Methods: The study involved an open-label, non-controlled, multicentre survey of any patient confined to bed due to medical illness, where the physician had made an independent decision to prescribe LMWH as prophylaxis for VTE. The demographic information and risk factors for venous thrombosis and dose of enoxaparin were recorded. Patients were assessed for clinical evidence of VTE. Only if this was present were further invasive investigations performed. Adverse events relating to the use of LMWH were recorded.
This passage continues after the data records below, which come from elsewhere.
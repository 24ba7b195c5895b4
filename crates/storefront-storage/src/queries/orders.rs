// SPDX-FileCopyrightText: 2026 Storefront Contributors
// SPDX-License-Identifier: MIT OR Apache-2.0

//! Order ledger operations.
//!
//! Status changes happen inside a transaction that re-reads the current
//! status, so a concurrent terminal transition cannot be overwritten.

use chrono::{DateTime, Utc};
use rusqlite::{OptionalExtension, params};
use serde_json::json;
use storefront_core::StorefrontError;
use storefront_core::types::{EventType, NewOrder, Order, OrderId, OrderStatus};
use tracing::debug;

use crate::database::{
    Database, decimal_column, enum_column, format_ts, json_column, map_tr_err, ts_column,
};

const ORDER_COLUMNS: &str = "id, customer_id, items, amount, status, created_at, updated_at";

fn row_to_order(row: &rusqlite::Row<'_>) -> rusqlite::Result<Order> {
    Ok(Order {
        id: row.get(0)?,
        customer_id: row.get(1)?,
        items: json_column(row, 2)?,
        total: decimal_column(row, 3)?,
        status: enum_column(row, 4)?,
        created_at: ts_column(row, 5)?,
        updated_at: ts_column(row, 6)?,
    })
}

fn select_order(conn: &rusqlite::Connection, id: OrderId) -> rusqlite::Result<Option<Order>> {
    conn.query_row(
        &format!("SELECT {ORDER_COLUMNS} FROM orders WHERE id = ?1"),
        params![id],
        row_to_order,
    )
    .optional()
}

fn select_status(conn: &rusqlite::Connection, id: OrderId) -> rusqlite::Result<Option<OrderStatus>> {
    conn.query_row(
        "SELECT status FROM orders WHERE id = ?1",
        params![id],
        |row| enum_column(row, 0),
    )
    .optional()
}

/// Insert a new pending order and return the stored row.
///
/// The row is read back so timestamps carry the stored millisecond precision.
pub async fn create_order(db: &Database, order: &NewOrder) -> Result<Order, StorefrontError> {
    let items_json = serde_json::to_string(&order.items).map_err(StorefrontError::storage)?;
    let total = order.total();
    let customer_id = order.customer_id;
    let ts = format_ts(order.created_at);

    db.connection()
        .call(move |conn| -> Result<Order, rusqlite::Error> {
            conn.execute(
                "INSERT INTO orders (customer_id, items, amount, status, created_at, updated_at)
                 VALUES (?1, ?2, ?3, ?4, ?5, ?5)",
                params![
                    customer_id,
                    items_json,
                    total.to_string(),
                    OrderStatus::Pending.to_string(),
                    ts,
                ],
            )?;
            select_order(conn, conn.last_insert_rowid())?
                .ok_or(rusqlite::Error::QueryReturnedNoRows)
        })
        .await
        .map_err(map_tr_err)
}

/// Get an order by ID.
pub async fn get_order(db: &Database, id: OrderId) -> Result<Option<Order>, StorefrontError> {
    db.connection()
        .call(move |conn| -> Result<Option<Order>, rusqlite::Error> { select_order(conn, id) })
        .await
        .map_err(map_tr_err)
}

enum Transition {
    Missing,
    Rejected(OrderStatus),
    Applied(Order),
}

/// Move an order along its lifecycle.
///
/// Repeating the current terminal status is a no-op that returns the order
/// unchanged. Any move out of a terminal status is rejected.
pub async fn transition_order(
    db: &Database,
    id: OrderId,
    to: OrderStatus,
    now: DateTime<Utc>,
) -> Result<Order, StorefrontError> {
    let ts = format_ts(now);
    let outcome = db
        .connection()
        .call(move |conn| -> Result<Transition, rusqlite::Error> {
            let tx = conn.transaction()?;
            let Some(from) = select_status(&tx, id)? else {
                return Ok(Transition::Missing);
            };
            if !from.can_transition_to(to) {
                return Ok(Transition::Rejected(from));
            }
            if from != to {
                tx.execute(
                    "UPDATE orders SET status = ?1, updated_at = ?2 WHERE id = ?3",
                    params![to.to_string(), ts, id],
                )?;
            }
            let order = select_order(&tx, id)?;
            tx.commit()?;
            Ok(order.map_or(Transition::Missing, Transition::Applied))
        })
        .await
        .map_err(map_tr_err)?;

    match outcome {
        Transition::Applied(order) => {
            debug!(order_id = id, status = %order.status, "order transitioned");
            Ok(order)
        }
        Transition::Rejected(from) => Err(StorefrontError::InvalidTransition {
            order_id: id,
            from,
            to,
        }),
        Transition::Missing => Err(StorefrontError::NotFound {
            entity: "order",
            id: id.to_string(),
        }),
    }
}

/// Force an order to `Abandoned` and append a `ManualAbandon` event atomically.
///
/// Returns `false` without writing anything when the order does not exist or
/// is already completed.
pub async fn manual_abandon(
    db: &Database,
    id: OrderId,
    now: DateTime<Utc>,
) -> Result<bool, StorefrontError> {
    let ts = format_ts(now);
    let metadata = json!({ "order_id": id, "triggered_by": "admin_panel" }).to_string();
    db.connection()
        .call(move |conn| -> Result<bool, rusqlite::Error> {
            let tx = conn.transaction()?;
            let row: Option<(i64, OrderStatus)> = tx
                .query_row(
                    "SELECT customer_id, status FROM orders WHERE id = ?1",
                    params![id],
                    |row| Ok((row.get(0)?, enum_column(row, 1)?)),
                )
                .optional()?;
            let Some((customer_id, status)) = row else {
                return Ok(false);
            };
            if status == OrderStatus::Completed {
                return Ok(false);
            }
            tx.execute(
                "UPDATE orders SET status = ?1, updated_at = ?2 WHERE id = ?3",
                params![OrderStatus::Abandoned.to_string(), ts, id],
            )?;
            tx.execute(
                "INSERT INTO automation_events (customer_id, order_id, event_type, metadata, created_at)
                 VALUES (?1, ?2, ?3, ?4, ?5)",
                params![
                    customer_id,
                    id,
                    EventType::ManualAbandon.to_string(),
                    metadata,
                    ts,
                ],
            )?;
            tx.commit()?;
            Ok(true)
        })
        .await
        .map_err(map_tr_err)
}
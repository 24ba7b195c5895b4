// SPDX-FileCopyrightText: 2026 Storefront Contributors
// SPDX-License-Identifier: MIT OR Apache-2.0

//! Test utilities for Storefront integration tests.
//!
//! Provides mock adapters and test harness infrastructure for fast,
//! deterministic, CI-runnable tests without external services.
//!
//! # Components
//!
//! - [`MockTransport`] - Messaging transport that records attempts and can be scripted to fail
//! - [`TestHarness`] - Temp SQLite storage seeded with a sample catalog

pub mod harness;
pub mod mock_transport;

pub use harness::{TestHarness, sample_catalog};
pub use mock_transport::{MockTransport, SendAttempt};
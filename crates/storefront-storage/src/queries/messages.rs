// SPDX-FileCopyrightText: 2026 Storefront Contributors
// SPDX-License-Identifier: MIT OR Apache-2.0

//! Conversation history operations.

use chrono::{DateTime, Utc};
use rusqlite::params;
use storefront_core::StorefrontError;
use storefront_core::types::{CustomerId, Direction, Message};

use crate::database::{Database, enum_column, format_ts, map_tr_err, ts_column};

/// Append one message to a customer's history.
pub async fn insert_message(
    db: &Database,
    customer_id: CustomerId,
    direction: Direction,
    body: &str,
    now: DateTime<Utc>,
) -> Result<Message, StorefrontError> {
    let body = body.to_string();
    let created_at = format_ts(now);
    db.connection()
        .call(move |conn| -> Result<Message, rusqlite::Error> {
            conn.execute(
                "INSERT INTO messages (customer_id, direction, body, created_at)
                 VALUES (?1, ?2, ?3, ?4)",
                params![customer_id, direction.to_string(), body, created_at],
            )?;
            Ok(Message {
                id: conn.last_insert_rowid(),
                customer_id,
                direction,
                body,
                created_at: now,
            })
        })
        .await
        .map_err(map_tr_err)
}

/// Messages for a customer in chronological order.
pub async fn messages_for_customer(
    db: &Database,
    customer_id: CustomerId,
) -> Result<Vec<Message>, StorefrontError> {
    db.connection()
        .call(move |conn| -> Result<Vec<Message>, rusqlite::Error> {
            let mut stmt = conn.prepare(
                "SELECT id, customer_id, direction, body, created_at
                 FROM messages WHERE customer_id = ?1
                 ORDER BY created_at ASC, id ASC",
            )?;
            let rows = stmt.query_map(params![customer_id], |row| {
                Ok(Message {
                    id: row.get(0)?,
                    customer_id: row.get(1)?,
                    direction: enum_column(row, 2)?,
                    body: row.get(3)?,
                    created_at: ts_column(row, 4)?,
                })
            })?;
            let mut messages = Vec::new();
            for row in rows {
                messages.push(row?);
            }
            Ok(messages)
        })
        .await
        .map_err(map_tr_err)
}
Results: Four hundred and seventy-one patients were enrolled from 53 centres. Five per cent of the patients were treated for up to and including three days, 4.4% for four days or less, 49.6% for six days or less, and a further 45.5 % for seven to 21 days. The most frequently prescribed dose was enoxaparin 40 mg once daily (86%). Of the enrolled patients, 28.2% had one risk factor and 69.8% had two or more risk factors for the development of VTE. The incidence of clinically suspected deep-vein thrombosis (DVT) or pulmonary embolism (PE) in this survey was three out of 457 patients at risk, ie, 0.66%. One serious adverse event occurred in an incorrectly enrolled surgical patient and 22 minor adverse events occurred that were thought by the enrolling physician to be related to the study drug.

Conclusion: This survey was not designed to test for efficacy in DVT prevention. However the incidence of clinically identified DVT was low and there were no deaths from PE. This probably represents a considerable reduction in morbidity and mortality from that described in studies comparing LMWH with placebo. Enoxaparin may be used with confidence in a 'real-world' situation out of the confines of a study in which exclusions, inclusions and therapy are rigorously controlled.